Из чего делается горзалка, Дарья Васильевна лучше мужа знала, и рассказов о ней слушать не стала. Так что Александру Васильевичу пришлось продолжить повествование о пещерах.

– Так вот, – снова начал он, – полчаса под землей шли, пока пол под ногами не стал ровным, словно камнем тесаным вымощенным, а проход – узким. Гуськом друг за другом идти пришлось, а беглецов все нет. Долго бродили по лабиринтам. Заблудились. Потом вдруг вошли – словно в огромную залу. Факелами посветили – и обомлели. Посреди залы этой – сокровищ словно в казне императорской! Оружие старинное, монеты золотые, украшения серебряные, шлемы, доспехи… И на стенах – надписи на непонятном языке.
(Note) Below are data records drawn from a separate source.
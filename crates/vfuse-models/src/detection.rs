//! Detector/tracker output models.
//!
//! These types mirror the external tracker's per-frame output contract:
//! each sampled frame carries zero or more detections, each with a class
//! label, a confidence, a pixel-space bounding box, and a persistent track
//! ID (or the untracked sentinel).

use schemars::JsonSchema;
use serde::{Deserialize, Serialize};

use crate::timebase::to_timestamp;

/// Sentinel track ID meaning "the tracker did not assign an identity".
///
/// Detections carrying this ID are excluded from track aggregation.
pub const UNTRACKED: i64 = -1;

/// A pixel-space bounding box in corner form.
///
/// Serialized as the `[x1, y1, x2, y2]` array the tracker emits.
#[derive(Debug, Clone, Copy, PartialEq, Serialize, Deserialize)]
#[serde(from = "[f64; 4]", into = "[f64; 4]")]
pub struct BoundingBox {
    /// Left edge
    pub x1: f64,
    /// Top edge
    pub y1: f64,
    /// Right edge
    pub x2: f64,
    /// Bottom edge
    pub y2: f64,
}

impl BoundingBox {
    /// Create a new bounding box.
    pub fn new(x1: f64, y1: f64, x2: f64, y2: f64) -> Self {
        Self { x1, y1, x2, y2 }
    }

    /// Check that the corners are finite and properly ordered.
    pub fn is_valid(&self) -> bool {
        self.x1.is_finite()
            && self.y1.is_finite()
            && self.x2.is_finite()
            && self.y2.is_finite()
            && self.x1 <= self.x2
            && self.y1 <= self.y2
    }

    /// Box width in pixels.
    pub fn width(&self) -> f64 {
        self.x2 - self.x1
    }

    /// Box height in pixels.
    pub fn height(&self) -> f64 {
        self.y2 - self.y1
    }
}

impl From<[f64; 4]> for BoundingBox {
    fn from(v: [f64; 4]) -> Self {
        Self::new(v[0], v[1], v[2], v[3])
    }
}

impl From<BoundingBox> for [f64; 4] {
    fn from(b: BoundingBox) -> Self {
        [b.x1, b.y1, b.x2, b.y2]
    }
}

impl JsonSchema for BoundingBox {
    fn schema_name() -> String {
        "BoundingBox".to_string()
    }

    fn json_schema(gen: &mut schemars::gen::SchemaGenerator) -> schemars::schema::Schema {
        <[f64; 4]>::json_schema(gen)
    }
}

/// A single detection within one frame.
#[derive(Debug, Clone, PartialEq, Serialize, Deserialize, JsonSchema)]
pub struct Detection {
    /// Object class label
    pub class: String,

    /// Detection confidence (0.0-1.0)
    pub confidence: f64,

    /// Bounding box as [x1, y1, x2, y2]
    pub bbox: BoundingBox,

    /// Persistent track ID, or [`UNTRACKED`]
    pub track_id: i64,
}

impl Detection {
    /// Create a new detection.
    pub fn new(class: impl Into<String>, confidence: f64, bbox: BoundingBox, track_id: i64) -> Self {
        Self {
            class: class.into(),
            confidence,
            bbox,
            track_id,
        }
    }

    /// Whether the tracker assigned this detection a persistent identity.
    pub fn is_tracked(&self) -> bool {
        self.track_id != UNTRACKED
    }

    /// Validate the detection against the tracker output contract.
    pub fn validate(&self) -> Result<(), String> {
        if !self.bbox.is_valid() {
            return Err(format!(
                "malformed bounding box [{}, {}, {}, {}]",
                self.bbox.x1, self.bbox.y1, self.bbox.x2, self.bbox.y2
            ));
        }

        if !(0.0..=1.0).contains(&self.confidence) {
            return Err(format!("confidence {} outside [0, 1]", self.confidence));
        }

        Ok(())
    }
}

/// One sampled frame with its detections.
///
/// Immutable after creation; the timestamp is derived from the frame index at
/// construction time.
#[derive(Debug, Clone, PartialEq, Serialize, Deserialize, JsonSchema)]
pub struct Frame {
    /// Frame index (0-based, strictly increasing in extraction order)
    pub frame_index: u64,

    /// Timestamp in seconds (frame_index / fps)
    pub timestamp: f64,

    /// Detections in this frame, in detector output order
    pub detections: Vec<Detection>,
}

impl Frame {
    /// Create a frame, deriving its timestamp from the index.
    pub fn new(frame_index: u64, fps: f64, detections: Vec<Detection>) -> Self {
        Self {
            frame_index,
            timestamp: to_timestamp(frame_index, fps),
            detections,
        }
    }

    /// Detections that carry a persistent track identity.
    pub fn tracked_detections(&self) -> impl Iterator<Item = &Detection> {
        self.detections.iter().filter(|d| d.is_tracked())
    }
}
Правда, отец Иннокентий, священник чижовский, объяснил мне потом, что надписи эти на старом греческом были…

– Что ж ты мне, друже, про надписи раньше не рассказал? – огорчился Коваль. – Про греков я слышал. Хороший народ, благонравный, но под турками томится. Только откуда им в тамошних краях взяться?

– Рассказал мне отец Иннокентий, что в тех краях греки раньше жили… – пояснил Потемкин-старший, – вот и набрели мы на греческие сокровища. Стали солдаты мои монеты в одежду прятать, но не очень много набрали, потому что надо было не о сокровищах думать, а на свет Божий выбираться. Еще долго мы по подземным переходам бродили… А когда вышли на свет Божий, то оказались в том самом месте, где Великий Ингул с рекой Богом сливается.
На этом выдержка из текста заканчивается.